It seems a game is being played. The game may go something like this. You get billed 4500 for a colonoscopy. Your insurer actually pays $2500, by prior arrangement with the provider, but leads you to believe they paid $4500. The AMA then testifies to Congress that physicians are being underpaid by 40%. etc. Ditto with drug costs. It seems the whole enterprise may be one giant scam. Most insurers don't explain bills very thoroughly, particularly the billing codes used. This makes it very difficult to have proper patient oversight of billing. Patients are being kept in the dark, so to speak. Is this intentional. I wonder? We need a brighter light shining on the entire medical industry. Something is clearly wrong.
First of all it isn't hidden, it right there on my insurance statement I get for every time I see the doctor. Secondly providers do take losses on gov't paid patients and this is the reason for the silly billing. http://www.nytimes.com/2011/06/16/health/policy/16medicaid.html?pagewanted=all
From New Jersey to California, state officials are bracing for the end to more than $90 billion in federal largess specifically designated for Medicaid. To hold down costs, states are cutting Medicaid payments to doctors and hospitals, limiting benefits for Medicaid recipients, reducing the scope of covered services, requiring beneficiaries to pay larger co-payments and expanding the use of managed care.
As a result, costs can be expected to rise in other parts of the health care system. Cuts in Medicaid payments to doctors, for example, make it less likely that they will accept Medicaid patients and more likely that people will turn to hospital emergency rooms for care. Hospitals and other health care providers often try to make up for the loss of Medicaid revenue by increasing charges to other patients, including those with private insurance, experts say.
There can be no real market as long as gov't tells producers what they should produce and what they can get paid for it.
BTW you don't know how old I am and it doesn't matter. It is logcal fallacy that age of the person has anything to do with the merit of an argument. FYI Einstein's best work was when he was about 22 years old.

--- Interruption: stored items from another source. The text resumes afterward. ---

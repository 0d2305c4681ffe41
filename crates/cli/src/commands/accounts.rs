//! `mapfood accounts ...`

use mapfood_core::entity::Account;
use mapfood_core::query::FILTER_ALL;
use mapfood_core::validation::AccountForm;
use mapfood_core::{AccountId, AccountStatus, RoleName};
use mapfood_dashboard::controllers::{AccountsController, role_id};
use mapfood_dashboard::{FetchOutcome, HttpBackend, MutationError};

use super::{CommandError, Context, finish, page_footer};

/// List one page of accounts.
pub async fn list(
    ctx: &Context,
    search: Option<&str>,
    role: Option<RoleName>,
    status: Option<AccountStatus>,
    page: u32,
) -> Result<(), CommandError> {
    let controller = AccountsController::new(ctx.api.clone(), ctx.notifier());
    let listing = controller.listing();
    listing
        .stage(|query| {
            query.set_search(search.unwrap_or_default());
            query.set_filter("role", role.and_then(role_id).unwrap_or(FILTER_ALL));
            query.set_filter("status", status.map_or(FILTER_ALL, |s| s.as_str()));
        })
        .await;
    listing.load().await?;
    if page > 1 && listing.go_to_page(page).await? == FetchOutcome::Skipped {
        tracing::warn!(page, "Page out of range, showing page {}", listing.page().await);
    }

    let accounts = listing.items().await;
    for account in &accounts {
        let role = AccountsController::<HttpBackend>::role_of(account)
            .map_or("-", |r| r.as_str());
        println!(
            "{:<26} {:<32} {:<13} {:<8} {}",
            account.id.as_str(),
            account.email,
            role,
            account.status.as_str(),
            account.display_name()
        );
    }
    page_footer(listing.page().await, listing.total_pages().await, accounts.len());
    Ok(())
}

/// Activate or deactivate an account after confirmation.
pub async fn toggle(ctx: &Context, id: &str) -> Result<(), CommandError> {
    let controller = AccountsController::new(ctx.api.clone(), ctx.notifier());
    let id = AccountId::new(id);
    load_until_found(&controller, &id).await?;

    let pending = controller.request_toggle(&id).await?;
    if ctx.confirm(&format!("{pending}?")).await? {
        finish(controller.confirm_toggle().await)
    } else {
        controller.cancel_toggle();
        Ok(())
    }
}

/// Edit an account; only what differs from the current record is sent.
pub async fn edit(
    ctx: &Context,
    id: &str,
    name: Option<String>,
    status: Option<AccountStatus>,
) -> Result<(), CommandError> {
    let controller = AccountsController::new(ctx.api.clone(), ctx.notifier());
    let id = AccountId::new(id);
    let account = load_until_found(&controller, &id).await?;

    let mut form = AccountForm::from_account(&account);
    if let Some(name) = name {
        form.full_name = name;
    }
    if let Some(status) = status {
        form.status = status;
    }
    controller.edit(&id, &form).await?;
    Ok(())
}

/// Walk the unfiltered listing until the account shows up.
async fn load_until_found(
    controller: &AccountsController<HttpBackend>,
    id: &AccountId,
) -> Result<Account, CommandError> {
    let listing = controller.listing();
    listing.load().await?;
    loop {
        if let Ok(account) = listing.entity(id).await {
            return Ok(account);
        }
        if listing.next_page().await? == FetchOutcome::Skipped {
            return Err(listing
                .refuse(MutationError::NotLoaded {
                    kind: "account",
                    id: id.to_string(),
                })
                .into());
        }
    }
}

When it comes to painful but needed decisions, the best people to make them are those removed from the immediate situation. That's why generals are usually in the rear area and others are dying up front. Not always best of course, but as with most things like this the alternative is worse. An 80 year old man is going to tell you that the $25K/year (add in SSI and you get probably something near $40K/year) the government spends on every single one of them is worth every penny even though they never paid as much in taxes over their lifetimes. It's called conflict of interest and is as old as humanity. Of course us younger people think it is mighty selfish to bankrupt the people you leave behind with your own health care, yet for some odd reason the discussion always gets stopped by lefty shout downs about health care rights, killing old people, etc. Therefore it is going to take someone younger and wiser to stop this nonsense if it is stopped at all. It is going to take someone strong to tell people that you do not have a right to take more than you gave just so you can live longer.
The left used to think gov't programs, entitlements, and other people's money is the answer to all humanity's problems. Now we have begun a dangerous new phase where the left thinks their chosen people have a right to future generations money.